Esterka – überlebende der Shoa

Jeden Tag während des Draußen-Kommandos sah ich ihr Kommando und sie unterstützten mich mit Wasser und ab und zu warfen sie auch Kartoffeln rüber, was zu der Zeit sehr wertvoll war. Nach einiger Zeit kam ein langjähriger Gefangener in das Kommando, der Mitglied in der Untergrundorganisation war. Sein Name war Hans Zimtbaum, wenn ich mich nicht irre. Er kam, um mit uns Kontakt aufzunehmen und aufgrund der Empfehlung einiger Bekannter aus Grodno beschlossen sie, dass ich in der Lage sei, verantwortungsvolle Aufgaben für die Untergrundorganisation im Frauenlager zu übernehmen. Zwischenzeitlich hatte sich mein Gesundheitszustand wieder verbessert. Die Erkrankung an Typhus hatte ich auf den Beinen bleibend auskuriert. Hans war ein wunderbarer Kamerad. Er half den Menschen und riskierte dabei sein Leben. An einem Tag entwickelte sich in unserem Lager ein herzergreifendes Bild. Die Mädchen wollten sehr trinken, der Durst quälte sie.

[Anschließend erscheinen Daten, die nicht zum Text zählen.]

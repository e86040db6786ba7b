use std::{collections::VecDeque, sync::Arc};

use super::{
    context::{unbox, Context, Payload, Registration, Selected, Side},
    errors::{illegal_state, RecvError, SendError, TrySendError},
    lock::{Guard, Locked, Shared},
    waker::{Entry, Port, Waker},
};

/// The result of a receive: `ok == true` carries a sent value, `ok == false`
/// means the channel is closed and drained and `value` is its terminal value.
#[derive(Debug, Clone, PartialEq, Eq)]
pub struct Received<T> {
    pub value: Option<T>,
    pub ok: bool,
}

impl<T> Received<T> {
    pub(crate) fn value(msg: T) -> Self {
        Received {
            value: Some(msg),
            ok: true,
        }
    }

    pub(crate) fn closed(terminal: Option<T>) -> Self {
        Received {
            value: terminal,
            ok: false,
        }
    }

    pub fn map<U>(self, f: impl FnOnce(T) -> U) -> Received<U> {
        Received {
            value: self.value.map(f),
            ok: self.ok,
        }
    }

    pub fn into_value(self) -> Option<T> {
        self.value
    }
}

// 关闭后交给所有接收者的终止值
pub(crate) type Terminal<T> = Box<dyn Fn() -> T + Send>;

// channel实体
struct State<T> {
    // 环形缓冲区，长度不超过cap，只计入缓冲的信息
    buf: VecDeque<T>,
    // 等待配对接收方的sender
    senders: Waker,
    // 等待配对发送方的receiver
    receivers: Waker,
    // 单调的，一旦为true就不再改变
    closed: bool,
    terminal: Option<Terminal<T>>,
}

impl<T> State<T> {
    fn terminal(&self) -> Option<T> {
        self.terminal.as_ref().map(|make| make())
    }

    // 缓冲区里有积压并且有接收者在等待
    fn backlog_for_receiver(&mut self) -> Option<(Entry, T)> {
        if self.buf.is_empty() {
            return None;
        }
        let entry = self.receivers.pop()?;
        let msg = self.buf.pop_front()?;
        Some((entry, msg))
    }

    // 缓冲区有空位时，队头的sender可以把信息搬进来
    // 关闭之后不再接受等待中的sender的信息
    fn sender_for_free_slot(&mut self, cap: usize) -> Option<Entry> {
        if self.closed || self.buf.len() >= cap {
            return None;
        }
        self.senders.pop()
    }
}

// 有界channel，cap为0时是纯粹的rendezvous channel
pub(crate) struct Channel<T> {
    shared: Arc<Shared>,
    cap: usize,
    state: Locked<State<T>>,
}

impl<T: Send + 'static> Channel<T> {
    pub(crate) fn new(shared: Arc<Shared>, cap: usize) -> Self {
        let state = Locked::new(
            shared.id(),
            State {
                buf: VecDeque::with_capacity(cap),
                senders: Waker::new(),
                receivers: Waker::new(),
                closed: false,
                terminal: None,
            },
        );
        Channel { shared, cap, state }
    }

    #[inline]
    pub(crate) fn shared(&self) -> &Arc<Shared> {
        &self.shared
    }

    #[inline]
    pub(crate) fn capacity(&self) -> usize {
        self.cap
    }

    // 尝试将msg写入channel(non-blocking)
    pub(crate) fn try_send(&self, g: &mut Guard<'_>, msg: T) -> Result<(), TrySendError<T>> {
        // 关闭优先于任何配对，即使有接收者在等待
        if self.state.get(g).closed {
            return Err(TrySendError::Closed(msg));
        }

        // 先把缓冲区里的积压按顺序交给已经在等待的接收者，新的msg不能插队
        while let Some((entry, old)) = self.state.get(g).backlog_for_receiver() {
            entry.deliver(g, old);
        }

        // 直接交给等待最久的接收者
        if let Some(entry) = self.state.get(g).receivers.pop() {
            entry.deliver(g, msg);
            return Ok(());
        }

        let st = self.state.get(g);
        if st.buf.len() < self.cap {
            st.buf.push_back(msg);
            return Ok(());
        }
        Err(TrySendError::Full(msg))
    }

    // 尝试从channel接收(non-blocking)，None代表会阻塞
    pub(crate) fn try_recv(&self, g: &mut Guard<'_>) -> Option<Received<T>> {
        let st = self.state.get(g);
        let mut msg = st.buf.pop_front();
        let closed = st.closed;

        // 缓冲区为空时直接从等待最久的sender手里拿
        if msg.is_none() && !closed {
            if let Some(entry) = self.state.get(g).senders.pop() {
                msg = Some(entry.take(g));
            }
        }

        // 把等待中的sender搬进腾出来的空位
        while let Some(entry) = self.state.get(g).sender_for_free_slot(self.cap) {
            let moved = entry.take(g);
            self.state.get(g).buf.push_back(moved);
        }

        match msg {
            Some(msg) => Some(Received::value(msg)),
            None if closed => Some(Received::closed(self.state.get(g).terminal())),
            None => None,
        }
    }

    // 向channel发送msg，直到被接收/缓冲，或者channel关闭、线程被中断
    pub(crate) fn send(self: &Arc<Self>, msg: T) -> Result<(), SendError<T>> {
        let cx = Context::current(&self.shared);
        let mut g = self.shared.lock();
        let mut msg = msg;

        loop {
            msg = match self.try_send(&mut g, msg) {
                Ok(()) => return Ok(()),
                Err(TrySendError::Closed(msg)) => return Err(SendError::Closed(msg)),
                Err(TrySendError::Full(msg)) => msg,
            };

            // 准备阻塞直到一个receiver唤醒我们
            let port: Arc<dyn Port> = self.clone();
            cx.register(&mut g, vec![Registration::send(Some(port), Box::new(msg))], 0);

            match cx.park(&mut g) {
                Selected::Operation { .. } => {
                    cx.clear(&mut g);
                    return Ok(());
                }
                // 回到循环开头，关闭检查会让这次发送失败
                Selected::Closed => msg = reclaim(cx.take_registrations(&mut g)),
                Selected::Interrupted => {
                    let msg = reclaim(cx.take_registrations(&mut g));
                    return Err(SendError::Interrupted(msg));
                }
                Selected::Waiting => illegal_state("sender woke without an outcome"),
            }
        }
    }

    // 接收一个msg，channel关闭且没有数据后返回终止值
    pub(crate) fn recv(self: &Arc<Self>) -> Result<Received<T>, RecvError> {
        let cx = Context::current(&self.shared);
        let mut g = self.shared.lock();

        loop {
            if let Some(received) = self.try_recv(&mut g) {
                return Ok(received);
            }

            let port: Arc<dyn Port> = self.clone();
            cx.register(&mut g, vec![Registration::receive(Some(port))], 0);

            match cx.park(&mut g) {
                Selected::Operation { data, .. } => {
                    cx.clear(&mut g);
                    return match data {
                        Some(payload) => Ok(Received::value(unbox(payload))),
                        None => illegal_state("receiver resolved without a message"),
                    };
                }
                Selected::Closed => cx.clear(&mut g),
                Selected::Interrupted => {
                    cx.clear(&mut g);
                    return Err(RecvError::Interrupted);
                }
                Selected::Waiting => illegal_state("receiver woke without an outcome"),
            }
        }
    }

    // 关闭channel并唤醒所有阻塞的senders和receivers
    // 如果是这次调用关闭了channel，返回true
    pub(crate) fn close(&self, terminal: Option<Terminal<T>>) -> bool {
        let mut g = self.shared.lock();
        let st = self.state.get(&mut g);
        if st.closed {
            return false;
        }
        st.closed = true;
        st.terminal = terminal;

        let mut parked = st.senders.disconnect();
        parked.extend(st.receivers.disconnect());
        log::debug!(
            "channel closed with {} buffered, waking {} parked context(s)",
            st.buf.len(),
            parked.len()
        );
        for cx in parked {
            cx.wake_closed(&mut g);
        }
        true
    }

    pub(crate) fn len(&self) -> usize {
        let mut g = self.shared.lock();
        self.state.get(&mut g).buf.len()
    }

    pub(crate) fn is_closed(&self) -> bool {
        let mut g = self.shared.lock();
        self.state.get(&mut g).closed
    }

    // (阻塞的sender数, 阻塞的receiver数)
    #[cfg(test)]
    pub(crate) fn parked(&self) -> (usize, usize) {
        let mut g = self.shared.lock();
        let st = self.state.get(&mut g);
        (st.senders.len(), st.receivers.len())
    }
}

fn reclaim<T: 'static>(regs: Vec<Registration>) -> T {
    match regs.into_iter().next().and_then(Registration::into_payload) {
        Some(payload) => unbox(payload),
        None => illegal_state("parked send lost its message"),
    }
}

impl<T: Send + 'static> Port for Channel<T> {
    fn runtime_id(&self) -> u64 {
        self.shared.id()
    }

    fn try_send_erased(&self, g: &mut Guard<'_>, payload: Payload) -> Result<(), TrySendError<Payload>> {
        self.try_send(g, unbox::<T>(payload))
            .map_err(|err| err.map(|msg| Box::new(msg) as Payload))
    }

    fn try_receive_erased(&self, g: &mut Guard<'_>) -> Option<Received<Payload>> {
        self.try_recv(g)
            .map(|received| received.map(|msg| Box::new(msg) as Payload))
    }

    fn park(&self, g: &mut Guard<'_>, cx: &Arc<Context>, slot: usize, side: Side) {
        let st = self.state.get(g);
        match side {
            Side::Send => st.senders.register(cx, slot),
            Side::Receive => st.receivers.register(cx, slot),
        }
    }

    fn unpark(&self, g: &mut Guard<'_>, cx: &Context, slot: usize, side: Side) -> bool {
        let st = self.state.get(g);
        let entry = match side {
            Side::Send => st.senders.unregister(cx, slot),
            Side::Receive => st.receivers.unregister(cx, slot),
        };
        entry.is_some()
    }
}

Wir hatten keine Möglichkeit, auch nur einen Tropfen Wasser aufzutreiben. Daher beschlossen wir, uns an die Männer zu wenden, die gegenüber von uns arbeiteten. Sogleich kam Hans zu mir und drückte mir einen Krug Wasser mit einem Zettel in die Hand. Da er schon ein langjähriger Gefangener war, gelang es ihm. Unsere Freude war grenzenlos. „Wasser, Wasser!“, wurde gerufen. Jeder von uns hatte das Recht, nur einen Schluck zu nehmen, und dass einer nach dem anderen, damit es für alle reichte.